Stored items:
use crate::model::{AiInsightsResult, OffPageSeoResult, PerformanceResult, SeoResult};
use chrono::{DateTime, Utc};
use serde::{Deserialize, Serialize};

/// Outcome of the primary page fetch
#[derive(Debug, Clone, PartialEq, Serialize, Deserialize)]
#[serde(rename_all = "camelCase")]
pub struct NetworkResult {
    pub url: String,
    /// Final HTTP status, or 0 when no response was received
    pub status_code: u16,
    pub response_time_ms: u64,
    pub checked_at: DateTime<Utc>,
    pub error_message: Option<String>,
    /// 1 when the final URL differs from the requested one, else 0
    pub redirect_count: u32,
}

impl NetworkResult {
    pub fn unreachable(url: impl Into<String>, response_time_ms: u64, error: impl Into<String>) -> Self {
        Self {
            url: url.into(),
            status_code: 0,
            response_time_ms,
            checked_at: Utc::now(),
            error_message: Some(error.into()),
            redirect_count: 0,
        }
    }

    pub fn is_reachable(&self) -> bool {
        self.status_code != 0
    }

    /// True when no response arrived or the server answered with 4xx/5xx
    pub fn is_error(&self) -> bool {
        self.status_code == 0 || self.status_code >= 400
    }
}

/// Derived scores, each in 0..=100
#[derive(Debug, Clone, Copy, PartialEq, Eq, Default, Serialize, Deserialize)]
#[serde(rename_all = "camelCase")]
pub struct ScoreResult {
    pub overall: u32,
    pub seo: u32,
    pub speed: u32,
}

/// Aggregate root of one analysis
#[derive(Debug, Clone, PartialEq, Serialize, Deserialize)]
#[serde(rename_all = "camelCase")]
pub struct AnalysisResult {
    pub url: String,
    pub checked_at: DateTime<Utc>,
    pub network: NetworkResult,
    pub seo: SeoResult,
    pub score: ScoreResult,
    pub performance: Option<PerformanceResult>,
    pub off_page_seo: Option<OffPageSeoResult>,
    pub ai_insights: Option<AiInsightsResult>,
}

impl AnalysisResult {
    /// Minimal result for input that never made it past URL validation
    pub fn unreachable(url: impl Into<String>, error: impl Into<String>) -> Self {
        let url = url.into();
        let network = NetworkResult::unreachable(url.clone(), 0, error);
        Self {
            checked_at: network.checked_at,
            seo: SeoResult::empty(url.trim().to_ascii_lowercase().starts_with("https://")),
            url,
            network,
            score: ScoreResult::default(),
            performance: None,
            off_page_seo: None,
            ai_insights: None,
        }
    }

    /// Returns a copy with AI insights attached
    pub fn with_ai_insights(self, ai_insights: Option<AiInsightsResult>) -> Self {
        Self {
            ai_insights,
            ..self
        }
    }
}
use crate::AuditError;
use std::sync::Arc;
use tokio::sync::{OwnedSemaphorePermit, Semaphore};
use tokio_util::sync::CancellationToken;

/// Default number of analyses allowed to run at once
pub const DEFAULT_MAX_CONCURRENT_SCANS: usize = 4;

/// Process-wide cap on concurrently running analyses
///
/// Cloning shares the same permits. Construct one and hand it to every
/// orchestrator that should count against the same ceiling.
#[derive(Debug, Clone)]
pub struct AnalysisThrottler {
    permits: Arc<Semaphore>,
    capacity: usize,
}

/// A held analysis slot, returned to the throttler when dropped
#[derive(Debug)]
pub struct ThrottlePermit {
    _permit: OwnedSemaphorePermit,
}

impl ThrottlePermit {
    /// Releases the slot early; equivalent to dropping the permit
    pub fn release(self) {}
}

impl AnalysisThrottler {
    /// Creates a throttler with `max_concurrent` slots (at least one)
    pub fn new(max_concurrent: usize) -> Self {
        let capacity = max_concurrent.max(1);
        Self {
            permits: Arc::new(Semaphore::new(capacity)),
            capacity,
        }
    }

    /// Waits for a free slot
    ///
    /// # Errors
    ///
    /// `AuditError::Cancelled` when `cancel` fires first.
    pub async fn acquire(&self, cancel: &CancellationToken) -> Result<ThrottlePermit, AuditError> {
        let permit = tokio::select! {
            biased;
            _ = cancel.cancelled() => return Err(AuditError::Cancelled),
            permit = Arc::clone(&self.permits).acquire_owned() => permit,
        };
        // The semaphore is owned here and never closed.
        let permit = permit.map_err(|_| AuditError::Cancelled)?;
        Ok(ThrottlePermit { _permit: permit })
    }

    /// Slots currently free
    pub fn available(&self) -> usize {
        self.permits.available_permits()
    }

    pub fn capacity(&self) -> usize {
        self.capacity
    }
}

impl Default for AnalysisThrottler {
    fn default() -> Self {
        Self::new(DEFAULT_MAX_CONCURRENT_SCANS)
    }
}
...
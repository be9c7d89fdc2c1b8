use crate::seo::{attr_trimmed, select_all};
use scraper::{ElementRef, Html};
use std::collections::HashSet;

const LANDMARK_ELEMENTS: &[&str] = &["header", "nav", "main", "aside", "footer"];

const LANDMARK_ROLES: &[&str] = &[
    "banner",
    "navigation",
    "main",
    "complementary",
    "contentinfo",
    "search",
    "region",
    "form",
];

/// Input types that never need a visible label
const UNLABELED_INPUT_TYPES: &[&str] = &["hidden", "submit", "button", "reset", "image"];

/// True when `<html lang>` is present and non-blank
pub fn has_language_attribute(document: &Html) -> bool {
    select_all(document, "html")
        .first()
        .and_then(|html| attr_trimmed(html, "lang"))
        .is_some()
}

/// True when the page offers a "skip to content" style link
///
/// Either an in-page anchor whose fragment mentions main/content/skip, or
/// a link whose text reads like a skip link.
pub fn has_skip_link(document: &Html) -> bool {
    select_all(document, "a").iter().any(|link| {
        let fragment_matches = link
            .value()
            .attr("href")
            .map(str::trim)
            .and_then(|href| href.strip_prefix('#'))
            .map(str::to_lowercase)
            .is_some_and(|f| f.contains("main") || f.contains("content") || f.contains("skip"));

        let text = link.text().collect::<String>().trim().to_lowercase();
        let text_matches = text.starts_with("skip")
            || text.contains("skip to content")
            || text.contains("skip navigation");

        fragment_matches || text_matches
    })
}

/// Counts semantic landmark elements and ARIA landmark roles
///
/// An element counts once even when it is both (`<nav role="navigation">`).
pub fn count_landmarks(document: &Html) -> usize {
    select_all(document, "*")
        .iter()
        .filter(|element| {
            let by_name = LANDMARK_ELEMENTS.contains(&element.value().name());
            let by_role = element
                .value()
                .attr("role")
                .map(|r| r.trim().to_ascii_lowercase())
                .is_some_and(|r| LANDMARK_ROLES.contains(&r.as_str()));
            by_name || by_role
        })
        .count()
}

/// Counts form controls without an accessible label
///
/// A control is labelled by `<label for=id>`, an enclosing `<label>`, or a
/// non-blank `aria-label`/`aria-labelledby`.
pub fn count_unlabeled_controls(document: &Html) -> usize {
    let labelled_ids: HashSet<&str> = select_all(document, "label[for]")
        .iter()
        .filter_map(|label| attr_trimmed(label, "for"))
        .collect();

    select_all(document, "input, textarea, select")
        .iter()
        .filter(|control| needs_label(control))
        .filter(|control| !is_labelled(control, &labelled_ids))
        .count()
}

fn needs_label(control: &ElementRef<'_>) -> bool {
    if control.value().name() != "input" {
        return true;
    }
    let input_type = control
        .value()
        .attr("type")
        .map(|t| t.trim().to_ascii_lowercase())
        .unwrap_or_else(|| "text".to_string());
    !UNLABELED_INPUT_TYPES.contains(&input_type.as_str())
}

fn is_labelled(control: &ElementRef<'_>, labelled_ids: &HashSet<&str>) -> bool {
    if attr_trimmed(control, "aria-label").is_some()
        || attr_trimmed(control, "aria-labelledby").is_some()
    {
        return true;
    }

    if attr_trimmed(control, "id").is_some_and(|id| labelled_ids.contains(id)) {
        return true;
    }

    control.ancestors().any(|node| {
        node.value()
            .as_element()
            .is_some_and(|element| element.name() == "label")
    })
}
--
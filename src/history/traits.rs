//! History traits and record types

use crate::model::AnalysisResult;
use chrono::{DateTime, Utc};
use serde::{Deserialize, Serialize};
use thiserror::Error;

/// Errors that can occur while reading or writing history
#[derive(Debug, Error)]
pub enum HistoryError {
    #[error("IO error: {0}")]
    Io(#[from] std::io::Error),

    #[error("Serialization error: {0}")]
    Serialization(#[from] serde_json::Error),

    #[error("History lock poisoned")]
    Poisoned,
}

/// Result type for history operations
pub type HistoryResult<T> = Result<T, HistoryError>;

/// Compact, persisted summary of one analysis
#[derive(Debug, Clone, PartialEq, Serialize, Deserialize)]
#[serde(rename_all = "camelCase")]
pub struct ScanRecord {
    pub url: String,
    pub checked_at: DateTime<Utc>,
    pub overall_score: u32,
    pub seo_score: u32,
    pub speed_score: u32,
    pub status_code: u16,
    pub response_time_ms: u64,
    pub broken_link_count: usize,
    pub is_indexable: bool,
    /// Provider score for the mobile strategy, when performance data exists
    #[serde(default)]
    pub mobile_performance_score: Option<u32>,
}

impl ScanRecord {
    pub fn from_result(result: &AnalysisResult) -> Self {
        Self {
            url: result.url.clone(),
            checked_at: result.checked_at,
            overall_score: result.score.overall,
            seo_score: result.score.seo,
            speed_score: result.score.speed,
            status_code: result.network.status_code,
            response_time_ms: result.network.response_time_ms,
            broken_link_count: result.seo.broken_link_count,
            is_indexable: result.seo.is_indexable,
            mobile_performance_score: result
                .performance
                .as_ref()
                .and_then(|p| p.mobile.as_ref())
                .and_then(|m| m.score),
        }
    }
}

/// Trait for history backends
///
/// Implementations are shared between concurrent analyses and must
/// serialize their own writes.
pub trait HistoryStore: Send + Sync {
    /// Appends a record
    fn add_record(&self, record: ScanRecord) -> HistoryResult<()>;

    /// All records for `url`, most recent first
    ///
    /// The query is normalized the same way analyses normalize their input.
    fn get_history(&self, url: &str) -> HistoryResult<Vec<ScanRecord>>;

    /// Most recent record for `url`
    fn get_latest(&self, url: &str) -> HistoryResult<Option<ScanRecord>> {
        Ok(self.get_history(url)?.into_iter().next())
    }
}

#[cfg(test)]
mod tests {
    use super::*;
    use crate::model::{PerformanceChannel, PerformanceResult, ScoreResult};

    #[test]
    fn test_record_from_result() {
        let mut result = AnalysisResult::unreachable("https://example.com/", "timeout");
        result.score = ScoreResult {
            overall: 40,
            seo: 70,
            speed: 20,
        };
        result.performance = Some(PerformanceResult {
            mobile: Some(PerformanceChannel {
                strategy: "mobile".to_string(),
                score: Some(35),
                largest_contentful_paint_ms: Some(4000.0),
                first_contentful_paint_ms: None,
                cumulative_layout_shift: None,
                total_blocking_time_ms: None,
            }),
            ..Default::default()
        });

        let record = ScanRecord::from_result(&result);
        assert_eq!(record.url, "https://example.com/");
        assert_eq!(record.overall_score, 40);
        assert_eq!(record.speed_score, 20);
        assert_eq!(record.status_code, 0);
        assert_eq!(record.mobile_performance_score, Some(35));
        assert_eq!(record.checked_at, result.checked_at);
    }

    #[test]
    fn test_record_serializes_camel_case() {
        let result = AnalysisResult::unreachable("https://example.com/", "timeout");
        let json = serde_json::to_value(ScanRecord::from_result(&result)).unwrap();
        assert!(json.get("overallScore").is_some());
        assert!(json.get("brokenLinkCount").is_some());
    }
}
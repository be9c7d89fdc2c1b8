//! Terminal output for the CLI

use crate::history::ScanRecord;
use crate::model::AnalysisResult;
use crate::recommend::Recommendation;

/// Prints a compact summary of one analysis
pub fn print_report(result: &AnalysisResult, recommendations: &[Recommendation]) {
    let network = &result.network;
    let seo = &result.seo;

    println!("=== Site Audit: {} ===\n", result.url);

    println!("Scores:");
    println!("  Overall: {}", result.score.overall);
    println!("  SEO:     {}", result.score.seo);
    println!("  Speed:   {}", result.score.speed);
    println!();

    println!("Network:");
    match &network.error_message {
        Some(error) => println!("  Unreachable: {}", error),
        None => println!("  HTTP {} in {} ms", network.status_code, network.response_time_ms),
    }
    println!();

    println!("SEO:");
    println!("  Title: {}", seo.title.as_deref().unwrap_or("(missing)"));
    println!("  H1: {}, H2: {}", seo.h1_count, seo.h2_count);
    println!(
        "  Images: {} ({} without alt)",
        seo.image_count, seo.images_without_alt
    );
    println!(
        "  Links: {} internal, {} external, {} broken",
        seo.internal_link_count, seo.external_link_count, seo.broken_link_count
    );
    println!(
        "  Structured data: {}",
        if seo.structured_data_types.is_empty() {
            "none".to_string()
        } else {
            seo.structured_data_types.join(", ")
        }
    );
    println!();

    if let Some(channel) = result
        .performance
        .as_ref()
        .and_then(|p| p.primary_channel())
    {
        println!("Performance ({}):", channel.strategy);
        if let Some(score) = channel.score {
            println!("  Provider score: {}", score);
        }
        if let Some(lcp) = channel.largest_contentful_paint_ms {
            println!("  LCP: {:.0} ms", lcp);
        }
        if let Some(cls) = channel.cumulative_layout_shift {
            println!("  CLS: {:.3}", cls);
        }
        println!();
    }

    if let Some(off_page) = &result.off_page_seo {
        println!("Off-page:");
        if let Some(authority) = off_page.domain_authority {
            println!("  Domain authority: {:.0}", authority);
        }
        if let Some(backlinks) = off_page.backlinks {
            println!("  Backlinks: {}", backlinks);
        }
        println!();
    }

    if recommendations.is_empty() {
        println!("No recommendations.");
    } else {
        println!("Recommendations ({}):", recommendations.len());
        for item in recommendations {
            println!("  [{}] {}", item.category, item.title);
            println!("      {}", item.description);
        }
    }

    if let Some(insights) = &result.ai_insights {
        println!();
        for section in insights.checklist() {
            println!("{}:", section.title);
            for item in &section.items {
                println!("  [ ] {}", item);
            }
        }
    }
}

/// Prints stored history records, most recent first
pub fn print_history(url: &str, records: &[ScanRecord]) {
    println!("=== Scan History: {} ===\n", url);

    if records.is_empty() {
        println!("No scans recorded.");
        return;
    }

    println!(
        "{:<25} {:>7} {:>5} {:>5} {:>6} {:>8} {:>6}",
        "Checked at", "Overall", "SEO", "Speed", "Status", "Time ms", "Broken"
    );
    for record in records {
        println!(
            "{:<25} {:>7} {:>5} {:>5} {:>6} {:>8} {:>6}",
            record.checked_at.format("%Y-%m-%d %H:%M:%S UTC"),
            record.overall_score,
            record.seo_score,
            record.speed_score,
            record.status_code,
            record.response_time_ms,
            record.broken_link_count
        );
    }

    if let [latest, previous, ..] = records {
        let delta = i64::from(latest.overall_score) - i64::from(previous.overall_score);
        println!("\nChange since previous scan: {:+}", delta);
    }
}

§ **Work order**
Whenever a line of the data holds the string "authority", pick that line out.

§ **Exercise output**
        if let Some(authority) = off_page.domain_authority {
            println!("  Domain authority: {:.0}", authority);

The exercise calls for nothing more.